When Did Compassion Become Partisan Politics?

Today I read an article titled “When Did Compassion Become Partisan Politics? which made a number of challenging points and got me thinking. My political leanings can best be described as ambivalent. The fact that I voted for Brexit and would have voted for Trump over Clinton and Le Pen over Macron if I were able to vote, and prefer Fox News and Matt Drudge over CNN and the New York Times, might cause some to put me in the alt right camp but they would be mistaken, due to issues that the author of this article has referred to. Most of the issues he lists as being important, I agree:

  • Advocating for sanctuary for refugees,
  • Protecting immigrants from Government harassment,
  • Marching for full equality for women,
  • Demanding affordable healthcare for every human being,
  • Affirming religious freedom for all traditions,
  • Fighting the degradation of our planet and the gutting of our public schools,
  • Defending our Press so that it remains free,
  • Standing with LGBTQ students,
  • Championing the vulnerable, the sick, the poor

A Syrian refugee holding his son and daughter breaks out in tears of joy after arriving on the shore of the island of Kos in Greece.

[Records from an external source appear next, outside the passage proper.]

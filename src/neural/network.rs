// Copyright (c) 2026 Robert L. Snyder, Sierra Vista, AZ
// Licensed under the MIT License. See LICENSE file in the project root for details.

//! Next-token network: embedding, one tanh hidden layer, softmax output.
//!
//! The input is the concatenated embeddings of a fixed window of previous
//! tokens. Training is plain mini-batch SGD on cross-entropy loss.

use rand::Rng;
use serde::{Deserialize, Serialize};

use crate::engine::stream;

/// Network shape and optimizer settings
#[derive(Debug, Clone, Copy, PartialEq, Serialize, Deserialize)]
#[serde(default)]
pub struct Hyperparameters {
    /// Tokens of history fed to the network
    pub context: usize,
    pub embedding: usize,
    pub hidden: usize,
    pub learning_rate: f32,
    pub batch_size: usize,
    /// Seed for weight init and epoch shuffling
    pub seed: u64,
}

impl Default for Hyperparameters {
    fn default() -> Self {
        Self {
            context: 4,
            embedding: 16,
            hidden: 64,
            learning_rate: 0.05,
            batch_size: 32,
            seed: 7,
        }
    }
}

/// One training pair: a context window of token indices and the next index
#[derive(Debug, Clone, PartialEq, Eq)]
pub struct Example {
    pub context: Vec<usize>,
    pub target: usize,
}

/// Last `size` indices of `history`, left-padded with index 0 (`Bos`)
pub fn context_window(history: &[usize], size: usize) -> Vec<usize> {
    let take = history.len().min(size);
    let mut window = vec![0; size - take];
    window.extend_from_slice(&history[history.len() - take..]);
    window
}

/// Draw an index from an unnormalized distribution
pub fn sample_index<R: Rng>(weights: &[f32], rng: &mut R) -> usize {
    let total: f32 = weights.iter().sum();
    if weights.is_empty() || total <= 0.0 || !total.is_finite() {
        return 0;
    }
    let mut target = rng.gen::<f32>() * total;
    for (i, &w) in weights.iter().enumerate() {
        if target < w {
            return i;
        }
        target -= w;
    }
    weights.len() - 1
}

fn dot(a: &[f32], b: &[f32]) -> f32 {
    a.iter().zip(b).map(|(x, y)| x * y).sum()
}

fn softmax(values: &mut [f32]) {
    let max = values.iter().copied().fold(f32::NEG_INFINITY, f32::max);
    let mut sum = 0.0;
    for v in values.iter_mut() {
        *v = (*v - max).exp();
        sum += *v;
    }
    for v in values.iter_mut() {
        *v /= sum;
    }
}

/// Network weights, stored row-major
#[derive(Debug, Clone, PartialEq, Serialize, Deserialize)]
pub struct Network {
    vocab: usize,
    context: usize,
    embedding: usize,
    hidden: usize,
    embed: Vec<f32>,
    w1: Vec<f32>,
    b1: Vec<f32>,
    w2: Vec<f32>,
    b2: Vec<f32>,
}

/// Activations kept for backpropagation
struct Forward {
    input: Vec<f32>,
    hidden: Vec<f32>,
    probs: Vec<f32>,
}

struct Gradients {
    embed: Vec<f32>,
    w1: Vec<f32>,
    b1: Vec<f32>,
    w2: Vec<f32>,
    b2: Vec<f32>,
}

impl Network {
    /// Fresh network with uniform weights in +-1/sqrt(fan_in)
    pub fn new(vocab: usize, hp: &Hyperparameters) -> Self {
        let mut rng = stream(hp.seed, 0);
        let n_in = hp.context * hp.embedding;
        let mut init = |len: usize, fan_in: usize| -> Vec<f32> {
            let scale = 1.0 / (fan_in.max(1) as f32).sqrt();
            (0..len).map(|_| rng.gen_range(-scale..=scale)).collect()
        };
        Self {
            vocab,
            context: hp.context,
            embedding: hp.embedding,
            hidden: hp.hidden,
            embed: init(vocab * hp.embedding, hp.embedding),
            w1: init(hp.hidden * n_in, n_in),
            b1: vec![0.0; hp.hidden],
            w2: init(vocab * hp.hidden, hp.hidden),
            b2: vec![0.0; vocab],
        }
    }

    pub fn vocab_size(&self) -> usize {
        self.vocab
    }

    pub fn context_size(&self) -> usize {
        self.context
    }

    fn input_size(&self) -> usize {
        self.context * self.embedding
    }

    /// True when every weight buffer matches the declared shape
    pub fn is_consistent(&self) -> bool {
        self.vocab > 0
            && self.context > 0
            && self.embed.len() == self.vocab * self.embedding
            && self.w1.len() == self.hidden * self.input_size()
            && self.b1.len() == self.hidden
            && self.w2.len() == self.vocab * self.hidden
            && self.b2.len() == self.vocab
    }

    fn forward(&self, context: &[usize]) -> Forward {
        let e = self.embedding;
        let n_in = self.input_size();
        let mut input = vec![0.0; n_in];
        for (slot, &token) in context.iter().enumerate().take(self.context) {
            let token = token.min(self.vocab - 1);
            input[slot * e..(slot + 1) * e].copy_from_slice(&self.embed[token * e..(token + 1) * e]);
        }

        let hidden: Vec<f32> = (0..self.hidden)
            .map(|j| (dot(&self.w1[j * n_in..(j + 1) * n_in], &input) + self.b1[j]).tanh())
            .collect();

        let h = self.hidden;
        let mut probs: Vec<f32> = (0..self.vocab)
            .map(|k| dot(&self.w2[k * h..(k + 1) * h], &hidden) + self.b2[k])
            .collect();
        softmax(&mut probs);

        Forward { input, hidden, probs }
    }

    /// Next-token distribution for a context window
    pub fn probabilities(&self, context: &[usize]) -> Vec<f32> {
        self.forward(context).probs
    }

    /// One SGD step over a mini-batch; returns the summed loss
    pub fn train_batch(&mut self, batch: &[Example], learning_rate: f32) -> f32 {
        if batch.is_empty() {
            return 0.0;
        }

        let e = self.embedding;
        let h = self.hidden;
        let n_in = self.input_size();
        let mut grads = Gradients {
            embed: vec![0.0; self.embed.len()],
            w1: vec![0.0; self.w1.len()],
            b1: vec![0.0; h],
            w2: vec![0.0; self.w2.len()],
            b2: vec![0.0; self.vocab],
        };
        let mut loss = 0.0;

        for example in batch {
            let target = example.target.min(self.vocab - 1);
            let Forward { input, hidden, probs } = self.forward(&example.context);
            loss -= probs[target].max(1e-12).ln();

            let mut d_logits = probs;
            d_logits[target] -= 1.0;

            let mut d_hidden = vec![0.0; h];
            for (k, &d) in d_logits.iter().enumerate() {
                grads.b2[k] += d;
                let row = k * h;
                for j in 0..h {
                    grads.w2[row + j] += d * hidden[j];
                    d_hidden[j] += d * self.w2[row + j];
                }
            }

            let mut d_input = vec![0.0; n_in];
            for j in 0..h {
                let d_pre = d_hidden[j] * (1.0 - hidden[j] * hidden[j]);
                grads.b1[j] += d_pre;
                let row = j * n_in;
                for i in 0..n_in {
                    grads.w1[row + i] += d_pre * input[i];
                    d_input[i] += d_pre * self.w1[row + i];
                }
            }

            for (slot, &token) in example.context.iter().enumerate().take(self.context) {
                let token = token.min(self.vocab - 1);
                for d in 0..e {
                    grads.embed[token * e + d] += d_input[slot * e + d];
                }
            }
        }

        let step = learning_rate / batch.len() as f32;
        for (weights, grad) in [
            (&mut self.embed, &grads.embed),
            (&mut self.w1, &grads.w1),
            (&mut self.b1, &grads.b1),
            (&mut self.w2, &grads.w2),
            (&mut self.b2, &grads.b2),
        ] {
            for (w, g) in weights.iter_mut().zip(grad) {
                *w -= step * g;
            }
        }

        loss
    }
}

The author writes from an American perspective and while he makes the point: “These have somehow become partisan politics. And the simple reason is because the leaders of the Republican party have sold their souls and no longer care to be burdened by the heart of Jesus, or the basic goodness he preached”, I am not sure I fully concur. I know too little about American politics to pontificate with much confidence, but my gut tells me if I were to vote it would be more likely for the Republicans than for the Democrats.

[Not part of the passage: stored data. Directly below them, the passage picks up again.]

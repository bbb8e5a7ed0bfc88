// Copyright (c) 2026 Robert L. Snyder, Sierra Vista, AZ
// Licensed under the MIT License. See LICENSE file in the project root for details.

//! Standard MIDI file export.
//!
//! Writes a Format 1 file: a conductor track with tempo and meter, then one
//! track per composition track with its name, program and notes.

use midly::num::{u15, u24, u28, u4, u7};
use midly::{Format, Header, MetaMessage, MidiMessage, Smf, Timing, Track, TrackEvent, TrackEventKind};

use super::MidiEncoder;
use crate::engine::{Composition, Track as CompositionTrack};
use crate::error::{ComposerError, Result};

/// Largest delta a MIDI variable-length quantity can hold
const MAX_DELTA: u64 = (1 << 28) - 1;

/// `midly`-backed encoder
#[derive(Debug, Clone, Copy, Default)]
pub struct SmfEncoder;

impl SmfEncoder {
    pub fn new() -> Self {
        Self
    }
}

/// Absolute-time event before delta conversion
struct TimedEvent<'a> {
    tick: u64,
    /// Note-offs sort before note-ons at the same tick
    order: u8,
    kind: TrackEventKind<'a>,
}

fn conductor_track(composition: &Composition) -> Track<'_> {
    let ts = composition.time_signature;
    let denominator_pow = ts.denominator.trailing_zeros() as u8;
    vec![
        TrackEvent {
            delta: u28::new(0),
            kind: TrackEventKind::Meta(MetaMessage::TrackName(composition.genre.as_bytes())),
        },
        TrackEvent {
            delta: u28::new(0),
            kind: TrackEventKind::Meta(MetaMessage::Tempo(u24::new(composition.micros_per_quarter()))),
        },
        TrackEvent {
            delta: u28::new(0),
            kind: TrackEventKind::Meta(MetaMessage::TimeSignature(ts.numerator, denominator_pow, 24, 8)),
        },
        TrackEvent {
            delta: u28::new(0),
            kind: TrackEventKind::Meta(MetaMessage::EndOfTrack),
        },
    ]
}

fn note_track<'a>(track: &'a CompositionTrack, length_ticks: u64) -> Result<Track<'a>> {
    let channel = u4::new(track.channel.min(15));
    let mut events: Vec<TimedEvent<'a>> = Vec::with_capacity(track.notes.len() * 2 + 2);

    events.push(TimedEvent {
        tick: 0,
        order: 0,
        kind: TrackEventKind::Meta(MetaMessage::TrackName(track.role.as_bytes())),
    });
    if let Some(program) = track.program {
        events.push(TimedEvent {
            tick: 0,
            order: 0,
            kind: TrackEventKind::Midi {
                channel,
                message: MidiMessage::ProgramChange {
                    program: u7::new(program.min(127)),
                },
            },
        });
    }

    for note in &track.notes {
        let key = u7::new(note.pitch.min(127));
        events.push(TimedEvent {
            tick: note.start_tick,
            order: 2,
            kind: TrackEventKind::Midi {
                channel,
                message: MidiMessage::NoteOn {
                    key,
                    vel: u7::new(note.velocity.clamp(1, 127)),
                },
            },
        });
        events.push(TimedEvent {
            tick: note.end_tick(),
            order: 1,
            kind: TrackEventKind::Midi {
                channel,
                message: MidiMessage::NoteOff { key, vel: u7::new(0) },
            },
        });
    }

    // Stable sort keeps note order within a tick
    events.sort_by_key(|e| (e.tick, e.order));

    let mut out: Track<'a> = Vec::with_capacity(events.len() + 1);
    let mut last_tick = 0u64;
    for event in events {
        out.push(TrackEvent {
            delta: delta(event.tick, last_tick)?,
            kind: event.kind,
        });
        last_tick = event.tick;
    }
    out.push(TrackEvent {
        delta: delta(length_ticks.max(last_tick), last_tick)?,
        kind: TrackEventKind::Meta(MetaMessage::EndOfTrack),
    });
    Ok(out)
}

fn delta(tick: u64, last_tick: u64) -> Result<u28> {
    let d = tick - last_tick;
    if d > MAX_DELTA {
        return Err(ComposerError::Encoding(format!("delta time {} exceeds MIDI range", d)));
    }
    Ok(u28::new(d as u32))
}

impl MidiEncoder for SmfEncoder {
    fn encode(&self, composition: &Composition) -> Result<Vec<u8>> {
        let ppqn = u16::try_from(composition.ppqn)
            .ok()
            .filter(|&p| p > 0 && p < 0x8000)
            .ok_or_else(|| ComposerError::Encoding(format!("unsupported ppqn {}", composition.ppqn)))?;

        let mut smf = Smf::new(Header::new(Format::Parallel, Timing::Metrical(u15::new(ppqn))));
        smf.tracks.push(conductor_track(composition));
        let length = composition.length_ticks();
        for track in &composition.tracks {
            smf.tracks.push(note_track(track, length)?);
        }

        let mut bytes = Vec::new();
        smf.write(&mut bytes)
            .map_err(|e| ComposerError::Encoding(format!("failed to write MIDI: {}", e)))?;
        Ok(bytes)
    }
}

While the points in the above list are important there are things not on the list I also believe to be at least as important:

  • Religious freedom for the Christians
  • The rights of the unborn
  • Safeguarding the borders
  • Restriction on immigration
  • Rejection of trade deals not in the national interest
  • Creation of jobs
  • Maintaining law and order
  • Removing the stranglehold of State regulation
  • Draining the swamp

The point is it is not either / or but both, which comes back to my ambivalent point – I doubt neither party can give me my cake and let me eat it and often it is a matter of mix and match and then taking a view which one comes out best for the country as a whole. This is the very thought process that will go through my mind next month when I come to vote in next month’s UK General Election. If Brexit were the only issue voting would be a no brainer but right now my local hospital is under threat. If I were to be a one trick pony in the social justice stakes, which party will cut a better deal for the homeless folk I work with? Just as with some Democrats in America, some Labourites in the UK might argue it is them but as I look at the wider issues I have my doubts and therein lies a conundrum. If I were to contend, I would ask which party will best encourage people to do social justice and deal with root causes – not easy to answer and it also exposes some of the limits of politics.

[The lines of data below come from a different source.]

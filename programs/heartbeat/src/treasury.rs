use anchor_lang::prelude::*;

use crate::error::EscrowError;
use crate::events::{Forfeited, ProtocolFeeCollected};
use crate::state::Vault;

pub fn net_of_fee(gross: u64, fee: u64) -> Result<u64> {
    gross
        .checked_sub(fee)
        .ok_or_else(|| error!(EscrowError::InvalidAmount))
}

// the vault may never drop below its rent-exempt floor
pub fn ensure_spendable(lamports: u64, floor: u64, amount: u64) -> Result<()> {
    let spendable = lamports.saturating_sub(floor);
    require_gte!(spendable, amount, EscrowError::VaultUnderfunded);
    Ok(())
}

fn release<'info>(vault: &AccountInfo<'info>, to: &AccountInfo<'info>, amount: u64) -> Result<()> {
    if amount == 0 {
        return Ok(());
    }
    let floor = Rent::get()?.minimum_balance(vault.data_len());
    ensure_spendable(vault.lamports(), floor, amount)?;

    vault.sub_lamports(amount)?;
    to.add_lamports(amount)?;
    Ok(())
}

// gross is already in the vault, only the fee leaves it
pub fn collect_protocol_fee<'info>(
    vault: &mut Account<'info, Vault>,
    treasury: &AccountInfo<'info>,
    participant: Pubkey,
    gross: u64,
    fee: u64,
) -> Result<u64> {
    let net = net_of_fee(gross, fee)?;
    release(&vault.to_account_info(), treasury, fee)?;
    vault.record_deposit(net, fee)?;

    msg!("protocol fee collected: {} lamports sent to {}", fee, treasury.key());
    emit!(ProtocolFeeCollected {
        participant,
        treasury: treasury.key(),
        amount: fee,
    });
    Ok(net)
}

pub fn forfeit<'info>(
    vault: &mut Account<'info, Vault>,
    donation: &AccountInfo<'info>,
    participant: Pubkey,
    amount: u64,
) -> Result<()> {
    release(&vault.to_account_info(), donation, amount)?;
    vault.record_forfeit(amount)?;

    msg!("PERISHED: {} lamports of {} donated to {}", amount, participant, donation.key());
    emit!(Forfeited {
        participant,
        donation: donation.key(),
        amount,
    });
    Ok(())
}

pub fn payout<'info>(
    vault: &mut Account<'info, Vault>,
    recipient: &AccountInfo<'info>,
    amount: u64,
) -> Result<()> {
    release(&vault.to_account_info(), recipient, amount)?;
    vault.record_payout(amount)
}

Strangely enough, when it comes to helping the homeless and any number of acts of compassion across a wide range of areas, I reckon there are as many right as left leaning folk leading the way, as well as a significant number of don’t know or care. But choices do need to be made and I suppose if there are lessons to learn these include going about one’s daily challenge of loving one’s neighbor and respecting those who see things differently, since there are often no clear cut answers and the best we can do is act according to our conscience and do the best we can given the cards we are dealt with. When it comes to doing compassion, it is well to recognise no-one has a monopoly and there is room for all – representing all types of ideologies, coming together to serve all people of all types. The truth of the matter is: no-one has the monopoly on compassion.